Data for analysis:
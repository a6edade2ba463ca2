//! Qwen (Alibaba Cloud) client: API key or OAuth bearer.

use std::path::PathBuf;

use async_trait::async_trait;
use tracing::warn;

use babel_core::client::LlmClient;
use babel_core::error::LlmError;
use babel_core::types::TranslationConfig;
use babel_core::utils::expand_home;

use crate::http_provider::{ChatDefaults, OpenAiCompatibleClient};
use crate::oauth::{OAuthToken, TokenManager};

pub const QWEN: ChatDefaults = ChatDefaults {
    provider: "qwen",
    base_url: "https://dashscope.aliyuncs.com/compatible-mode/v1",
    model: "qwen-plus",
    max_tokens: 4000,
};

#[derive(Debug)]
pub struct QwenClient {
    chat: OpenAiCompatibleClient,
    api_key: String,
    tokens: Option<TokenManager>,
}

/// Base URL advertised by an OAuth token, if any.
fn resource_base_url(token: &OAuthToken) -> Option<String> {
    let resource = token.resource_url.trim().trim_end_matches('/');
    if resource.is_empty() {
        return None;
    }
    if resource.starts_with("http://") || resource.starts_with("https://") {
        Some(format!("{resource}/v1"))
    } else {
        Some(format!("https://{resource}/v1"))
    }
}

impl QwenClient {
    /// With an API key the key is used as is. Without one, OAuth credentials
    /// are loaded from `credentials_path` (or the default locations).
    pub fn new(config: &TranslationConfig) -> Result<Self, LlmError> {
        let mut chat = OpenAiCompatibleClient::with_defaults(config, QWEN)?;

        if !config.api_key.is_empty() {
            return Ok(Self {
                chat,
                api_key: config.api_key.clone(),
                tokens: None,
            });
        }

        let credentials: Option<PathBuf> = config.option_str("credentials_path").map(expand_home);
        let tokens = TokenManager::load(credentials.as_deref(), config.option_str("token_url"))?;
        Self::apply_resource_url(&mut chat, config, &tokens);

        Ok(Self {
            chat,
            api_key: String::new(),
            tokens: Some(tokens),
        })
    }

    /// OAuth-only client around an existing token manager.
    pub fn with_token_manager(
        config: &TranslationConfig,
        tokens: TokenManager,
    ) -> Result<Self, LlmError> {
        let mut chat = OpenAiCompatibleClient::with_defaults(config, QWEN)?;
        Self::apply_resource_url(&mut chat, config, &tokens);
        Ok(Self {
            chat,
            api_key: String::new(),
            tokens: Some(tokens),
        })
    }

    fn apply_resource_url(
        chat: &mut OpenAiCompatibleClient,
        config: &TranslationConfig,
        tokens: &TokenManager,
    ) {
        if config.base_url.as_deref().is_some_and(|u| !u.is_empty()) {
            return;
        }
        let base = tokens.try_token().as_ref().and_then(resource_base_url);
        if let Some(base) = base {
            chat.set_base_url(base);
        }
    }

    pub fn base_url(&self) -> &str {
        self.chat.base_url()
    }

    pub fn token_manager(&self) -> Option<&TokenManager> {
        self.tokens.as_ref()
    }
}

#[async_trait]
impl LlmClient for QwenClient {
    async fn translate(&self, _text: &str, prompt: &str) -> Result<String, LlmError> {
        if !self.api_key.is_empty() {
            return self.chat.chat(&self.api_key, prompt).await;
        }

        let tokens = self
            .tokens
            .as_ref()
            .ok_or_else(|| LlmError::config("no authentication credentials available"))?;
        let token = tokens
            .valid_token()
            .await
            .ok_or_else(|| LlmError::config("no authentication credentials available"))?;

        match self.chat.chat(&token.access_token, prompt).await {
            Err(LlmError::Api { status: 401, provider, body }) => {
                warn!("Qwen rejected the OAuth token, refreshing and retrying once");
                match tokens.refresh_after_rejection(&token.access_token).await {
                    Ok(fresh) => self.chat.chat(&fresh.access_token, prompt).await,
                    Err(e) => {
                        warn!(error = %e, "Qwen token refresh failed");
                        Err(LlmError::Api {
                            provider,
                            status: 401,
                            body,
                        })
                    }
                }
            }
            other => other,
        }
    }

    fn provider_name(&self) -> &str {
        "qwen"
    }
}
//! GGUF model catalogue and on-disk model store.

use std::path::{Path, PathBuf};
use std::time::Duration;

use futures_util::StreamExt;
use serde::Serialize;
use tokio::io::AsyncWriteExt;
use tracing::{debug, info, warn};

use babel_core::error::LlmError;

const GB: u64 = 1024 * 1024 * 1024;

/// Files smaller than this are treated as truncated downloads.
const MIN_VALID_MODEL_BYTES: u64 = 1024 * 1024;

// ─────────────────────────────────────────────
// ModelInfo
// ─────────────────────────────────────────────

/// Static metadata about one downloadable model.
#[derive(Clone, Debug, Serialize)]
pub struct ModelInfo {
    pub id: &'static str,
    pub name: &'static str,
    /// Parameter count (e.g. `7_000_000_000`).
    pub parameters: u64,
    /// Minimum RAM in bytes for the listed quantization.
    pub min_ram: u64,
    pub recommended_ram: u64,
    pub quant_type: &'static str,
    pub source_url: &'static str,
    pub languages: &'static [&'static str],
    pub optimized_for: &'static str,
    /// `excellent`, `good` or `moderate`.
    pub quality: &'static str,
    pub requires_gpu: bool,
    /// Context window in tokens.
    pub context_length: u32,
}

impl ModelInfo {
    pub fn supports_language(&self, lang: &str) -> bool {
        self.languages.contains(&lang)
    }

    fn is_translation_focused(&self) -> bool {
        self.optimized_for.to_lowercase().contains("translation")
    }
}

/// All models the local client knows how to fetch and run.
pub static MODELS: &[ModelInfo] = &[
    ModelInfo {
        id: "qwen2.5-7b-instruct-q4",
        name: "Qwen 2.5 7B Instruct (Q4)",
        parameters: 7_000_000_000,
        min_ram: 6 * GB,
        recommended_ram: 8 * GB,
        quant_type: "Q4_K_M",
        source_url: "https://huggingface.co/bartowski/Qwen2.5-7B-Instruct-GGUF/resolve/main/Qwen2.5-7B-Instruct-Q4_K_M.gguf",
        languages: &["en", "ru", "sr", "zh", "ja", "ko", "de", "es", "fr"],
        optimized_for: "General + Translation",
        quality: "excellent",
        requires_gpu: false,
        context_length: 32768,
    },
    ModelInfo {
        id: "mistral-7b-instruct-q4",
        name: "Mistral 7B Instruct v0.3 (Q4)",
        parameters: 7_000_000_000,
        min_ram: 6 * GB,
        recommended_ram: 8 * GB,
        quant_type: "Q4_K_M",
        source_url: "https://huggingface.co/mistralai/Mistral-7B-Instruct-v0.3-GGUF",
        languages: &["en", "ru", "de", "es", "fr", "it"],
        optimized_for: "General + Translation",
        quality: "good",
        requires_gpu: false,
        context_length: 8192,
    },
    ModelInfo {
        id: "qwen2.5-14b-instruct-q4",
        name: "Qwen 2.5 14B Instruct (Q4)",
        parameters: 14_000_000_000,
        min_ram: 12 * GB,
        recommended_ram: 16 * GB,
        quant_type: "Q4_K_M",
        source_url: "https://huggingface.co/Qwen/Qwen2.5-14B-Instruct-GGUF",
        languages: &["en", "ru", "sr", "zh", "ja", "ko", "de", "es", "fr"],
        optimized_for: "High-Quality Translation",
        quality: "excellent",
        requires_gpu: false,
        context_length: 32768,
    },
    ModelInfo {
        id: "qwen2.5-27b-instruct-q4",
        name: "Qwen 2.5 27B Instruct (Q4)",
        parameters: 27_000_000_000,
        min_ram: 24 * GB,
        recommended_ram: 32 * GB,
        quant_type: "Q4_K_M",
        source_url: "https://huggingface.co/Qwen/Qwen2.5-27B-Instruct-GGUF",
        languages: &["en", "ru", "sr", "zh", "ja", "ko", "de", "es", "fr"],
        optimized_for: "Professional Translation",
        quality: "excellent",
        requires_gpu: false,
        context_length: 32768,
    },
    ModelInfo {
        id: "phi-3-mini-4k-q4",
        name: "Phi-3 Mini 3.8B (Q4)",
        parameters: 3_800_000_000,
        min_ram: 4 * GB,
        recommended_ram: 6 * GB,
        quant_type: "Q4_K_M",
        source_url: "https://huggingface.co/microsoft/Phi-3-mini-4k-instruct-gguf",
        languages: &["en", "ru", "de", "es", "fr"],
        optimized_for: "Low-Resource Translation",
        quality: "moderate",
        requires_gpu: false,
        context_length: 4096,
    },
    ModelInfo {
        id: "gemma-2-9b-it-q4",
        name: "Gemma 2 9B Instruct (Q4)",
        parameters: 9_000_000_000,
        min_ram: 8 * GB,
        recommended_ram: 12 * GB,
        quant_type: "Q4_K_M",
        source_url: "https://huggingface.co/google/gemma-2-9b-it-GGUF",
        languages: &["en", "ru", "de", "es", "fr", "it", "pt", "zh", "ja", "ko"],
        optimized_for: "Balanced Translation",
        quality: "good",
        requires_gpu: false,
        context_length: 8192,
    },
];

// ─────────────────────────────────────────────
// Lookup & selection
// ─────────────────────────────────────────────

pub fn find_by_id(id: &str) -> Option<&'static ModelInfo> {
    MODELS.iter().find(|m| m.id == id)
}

Aim of the exercise:
Extract from the records above the lines from the one containing "min_ram: 24 *" to the one containing "min_ram: 4 *", both lines included, exactly as they appear and with nothing else.

Exercise response:
        min_ram: 24 * GB,
        recommended_ram: 32 * GB,
        quant_type: "Q4_K_M",
        source_url: "https://huggingface.co/Qwen/Qwen2.5-27B-Instruct-GGUF",
        languages: &["en", "ru", "sr", "zh", "ja", "ko", "de", "es", "fr"],
        optimized_for: "Professional Translation",
        quality: "excellent",
        requires_gpu: false,
        context_length: 32768,
    },
    ModelInfo {
        id: "phi-3-mini-4k-q4",
        name: "Phi-3 Mini 3.8B (Q4)",
        parameters: 3_800_000_000,
        min_ram: 4 * GB,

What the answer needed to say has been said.